# Custom Reel Seats



## LanceD (Aug 27, 2013)

I've been away from the forum for over a year now and haven't turned a pen in almost two years but I didn't stop turning. I make a couple of hundred of these reel seats a year and here's a photo of the few I made this week.

I've been back on the forum doing a lot of catching up and reading old posts and it has given me the urge to get busy making pens again.

Thanks for taking the time to look and comment.


----------



## Turned Around (Aug 27, 2013)

Hey, Lance. Welcome back. That's a hell of a way to return. I really Like those, especially the gator jar bone ones. Very well done. How is it making those seats?

Where do you get the seat kits? If you don't mind my asking.


----------



## PaulDoug (Aug 27, 2013)

Some great looking seats.  Nice work and glad you are back.


----------



## LanceD (Aug 27, 2013)

Turned Around said:


> Hey, Lance. Welcome back. That's a hell of a way to return. I really Like those, especially the gator jar bone ones. Very well done. How is it making those seats?
> 
> Where do you get the seat kits? If you don't mind my asking.


 

Thanks. Doesn't take long to make. about 30 minutes each sanding and finishing included. As for the parts, I offer the seat hardware for sale through my website.


----------



## Turned Around (Aug 27, 2013)

LanceD said:


> Turned Around said:
> 
> 
> > Hey, Lance. Welcome back. That's a hell of a way to return. I really Like those, especially the gator jar bone ones. Very well done. How is it making those seats?
> ...


 
Very nice. Browsing now, brother.


----------



## seamus7227 (Aug 28, 2013)

Do those have some sort of tube inside those blanks, or are they solid? I have always wondered if I could incorporate my Texas quarter style blanks into a reel seat.


----------



## johncrane (Aug 28, 2013)

Welcome back Lance! Awesome reel seats the red croc is my favorit well done on all.


----------



## LanceD (Aug 28, 2013)

seamus7227 said:


> Do those have some sort of tube inside those blanks, or are they solid?
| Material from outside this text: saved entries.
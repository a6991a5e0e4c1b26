use core::fmt;

use rand::RngCore;

use super::{super::arena::Arena, random_height, Handle, SkipMap, Splice};

/// A reference to an entry of the skipmap.
///
/// This is the cursor of the map: [`next`](EntryRef::next) moves to the
/// following entry in key order. Two entry refs are equal when they point at
/// the same entry of the same map.
pub struct EntryRef<'a, K, V> {
  arena: &'a Arena<K, V>,
  idx: u32,
}

impl<K, V> Clone for EntryRef<'_, K, V> {
  #[inline]
  fn clone(&self) -> Self {
    *self
  }
}

impl<K, V> Copy for EntryRef<'_, K, V> {}

impl<K, V> PartialEq for EntryRef<'_, K, V> {
  #[inline]
  fn eq(&self, other: &Self) -> bool {
    core::ptr::eq(self.arena, other.arena) && self.idx == other.idx
  }
}

impl<K, V> Eq for EntryRef<'_, K, V> {}

impl<K: fmt::Debug, V: fmt::Debug> fmt::Debug for EntryRef<'_, K, V> {
  fn fmt(&self, f: &mut fmt::Formatter<'_>) -> fmt::Result {
    f.debug_struct("EntryRef")
      .field("key", self.key())
      .field("value", self.value())
      .finish()
  }
}

impl<'a, K, V> EntryRef<'a, K, V> {
  #[inline]
  pub(super) const fn new(arena: &'a Arena<K, V>, idx: u32) -> Self {
    Self { arena, idx }
  }

  /// Returns the reference to the key
  #[inline]
  pub fn key(&self) -> &'a K {
    &self.arena.node(self.idx).key
  }

  /// Returns the reference to the value
  #[inline]
  pub fn value(&self) -> &'a V {
    &self.arena.node(self.idx).value
  }

  /// Returns the key-value pair
  #[inline]
  pub fn key_value(&self) -> (&'a K, &'a V) {
    let node = self.arena.node(self.idx);
    (&node.key, &node.value)
  }

  /// Returns the height of the tower of this entry.
  #[inline]
  pub fn height(&self) -> usize {
    self.arena.node(self.idx).height()
  }

  /// Returns a handle to this entry, which outlives the borrow of the map.
  #[inline]
  pub fn handle(&self) -> Handle {
    self.arena.handle(self.idx)
  }

  /// Returns the entry following this one, or `None` if this is the last entry.
  #[inline]
  #[allow(clippy::should_implement_trait)]
  pub fn next(&self) -> Option<Self> {
    self
      .arena
      .node(self.idx)
      .next(0)
      .map(|idx| Self::new(self.arena, idx))
  }
}

/// A view into a single entry of the skipmap, which may be vacant or occupied.
///
/// Created by [`SkipMap::entry`].
pub enum Entry<'a, K, V, C, R> {
  /// An occupied entry.
  Occupied(OccupiedEntry<'a, K, V, C, R>),
  /// A vacant entry.
  Vacant(VacantEntry<'a, K, V, C, R>),
}

impl<K: fmt::Debug, V: fmt::Debug, C, R> fmt::Debug for Entry<'_, K, V, C, R> {
  fn fmt(&self, f: &mut fmt::Formatter<'_>) -> fmt::Result {
    match self {
      Self::Occupied(o) => f.debug_tuple("Entry").field(o).finish(),
      Self::Vacant(v) => f.debug_tuple("Entry").field(v).finish(),
    }
  }
}

impl<K, V, C, R> Entry<'_, K, V, C, R> {
  /// Returns the key of this entry.
  #[inline]
  pub fn key(&self) -> &K {
    match self {
      Self::Occupied(o) => o.key(),
      Self::Vacant(v) => v.key(),
    }
  }

  /// Calls `f` on the value if the entry is occupied.
  #[inline]
  pub fn and_modify<F: FnOnce(&mut V)>(self, f: F) -> Self {
    match self {
      Self::Occupied(mut o) => {
        f(o.get_mut());
        Self::Occupied(o)
      }
      Self::Vacant(v) => Self::Vacant(v),
    }
  }
}

impl<'a, K, V, C, R: RngCore> Entry<'a, K, V, C, R> {
  /// Inserts `default` if the entry is vacant, and returns the value.
  #[inline]
  pub fn or_insert(self, default: V) -> &'a mut V {
    match self {
      Self::Occupied(o) => o.into_mut(),
      Self::Vacant(v) => v.insert(default),
    }
  }

  /// Inserts the result of `default` if the entry is vacant, and returns the value.
  #[inline]
  pub fn or_insert_with<F: FnOnce() -> V>(self, default: F) -> &'a mut V {
    match self {
      Self::Occupied(o) => o.into_mut(),
      Self::Vacant(v) => v.insert(default()),
    }
  }

  /// Inserts the result of `default` called with the key if the entry is
  /// vacant, and returns the value.
  #[inline]
  pub fn or_insert_with_key<F: FnOnce(&K) -> V>(self, default: F) -> &'a mut V {
    match self {
      Self::Occupied(o) => o.into_mut(),
      Self::Vacant(v) => {
        let value = default(v.key());
        v.insert(value)
      }
    }
  }

  /// Inserts `V::default()` if the entry is vacant, and returns the value.
  #[inline]
  pub fn or_default(self) -> &'a mut V
  where
    V: Default,
  {
    self.or_insert_with(V::default)
  }
}

/// A view into an occupied entry of the skipmap.
pub struct OccupiedEntry<'a, K, V, C, R> {
  map: &'a mut SkipMap<K, V, C, R>,
  idx: u32,
  splice: Splice,
}

impl<K: fmt::Debug, V: fmt::Debug, C, R> fmt::Debug for OccupiedEntry<'_, K, V, C, R> {
  fn fmt(&self, f: &mut fmt::Formatter<'_>) -> fmt::Result {
    f.debug_struct("OccupiedEntry")
      .field("key", self.key())
      .field("value", self.get())
      .finish()
  }
}

impl<'a, K, V, C, R> OccupiedEntry<'a, K, V, C, R> {
  #[inline]
  pub(super) fn new(map: &'a mut SkipMap<K, V, C, R>, idx: u32, splice: Splice) -> Self {
    Self { map, idx, splice }
  }

  /// Returns the key of this entry.
  #[inline]
  pub fn key(&self) -> &K {
    &self.map.arena.node(self.idx).key
  }

  /// Returns the value of this entry.
  #[inline]
  pub fn get(&self) -> &V {
    &self.map.arena.node(self.idx).value
  }

  /// Returns the value of this entry mutably.
  #[inline]
  pub fn get_mut(&mut self) -> &mut V {
    &mut self.map.arena.node_mut(self.idx).value
  }

  /// Converts the entry into a mutable reference to its value, bound to the map borrow.
  #[inline]
  pub fn into_mut(self) -> &'a mut V {
    &mut self.map.arena.node_mut(self.idx).value
  }

  /// Returns a handle to this entry.
  #[inline]
  pub fn handle(&self) -> Handle {
    self.map.arena.handle(self.idx)
  }

  /// Replaces the value of this entry, returning the old one.
  #[inline]
  pub fn insert(&mut self, value: V) -> V {
    core::mem::replace(self.get_mut(), value)
  }

  /// Removes this entry from the map, returning its value.
  #[inline]
  pub fn remove(self) -> V {
    self.remove_entry().1
  }

  /// Removes this entry from the map, returning its key and value.
  #[inline]
  pub fn remove_entry(self) -> (K, V) {
    self.map.unlink(&self.splice, self.idx)
  }
}

/// A view into a vacant entry of the skipmap.
pub struct VacantEntry<'a, K, V, C, R> {
  map: &'a mut SkipMap<K, V, C, R>,
  key: K,
  splice: Splice,
}

impl<K: fmt::Debug, V, C, R> fmt::Debug for VacantEntry<'_, K, V, C, R> {
  fn fmt(&self, f: &mut fmt::Formatter<'_>) -> fmt::Result {
    f.debug_tuple("VacantEntry").field(self.key()).finish()
  }
}

impl<'a, K, V, C, R> VacantEntry<'a, K, V, C, R> {
  #[inline]
  pub(super) fn new(map: &'a mut SkipMap<K, V, C, R>, key: K, splice: Splice) -> Self {
    Self { map, key, splice }
  }

  /// Returns the key that would be used when inserting.
  #[inline]
  pub fn key(&self) -> &K {
    &self.key
  }

  /// Takes back the key.
  #[inline]
  pub fn into_key(self) -> K {
    self.key
  }

  /// Inserts the value with a tower of the given height, and returns it.
  ///
  /// # Panics
  ///
  /// - If `height` is not in `1..=MAX_HEIGHT`.
  pub fn insert_at_height(self, height: usize, value: V) -> &'a mut V {
    assert!(
      (1..=crate::MAX_HEIGHT).contains(&height),
      "height {height} is out of range 1..={}",
      crate::MAX_HEIGHT
    );

    let Self { map, key, splice } = self;
    let idx = map.link(&splice, height, key, value);
    &mut map.arena.node_mut(idx).value
  }
}

impl<'a, K, V, C, R: RngCore> VacantEntry<'a, K, V, C, R> {
  /// Inserts the value with a random tower height, and returns it.
  #[inline]
  pub fn insert(self, value: V) -> &'a mut V {
    let height = random_height(&mut self.map.rng);
    self.insert_at_height(height, value)
  }
}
I have always wondered if I could incorporate my Texas quarter style blanks into a reel seat.


 
No tube. Just drilled through with a half inch bit. I'm almost sure you could turn one down then add your quarter around it, plug the holes then recast to cover the top. I'd be willing to work something out with you if you'd like to experiment. Drop me a line.


----------



## seamus7227 (Aug 28, 2013)

Lance, PM sent


----------



## Fishinbo (Aug 29, 2013)

Those are great variety of beautiful reel seats. Hard to choose only one, all are really attractive. Great job!


----------



## mrcook4570 (Aug 30, 2013)

Great looking reel seat!


----------



## turncrazy43 (Aug 30, 2013)

You can find other items for these at Mudhole.com
____________________________________________________
Everyday I'm vertical is a great day


----------



## cajun skeeter (Aug 30, 2013)

Nice job, especially like the red gator


----------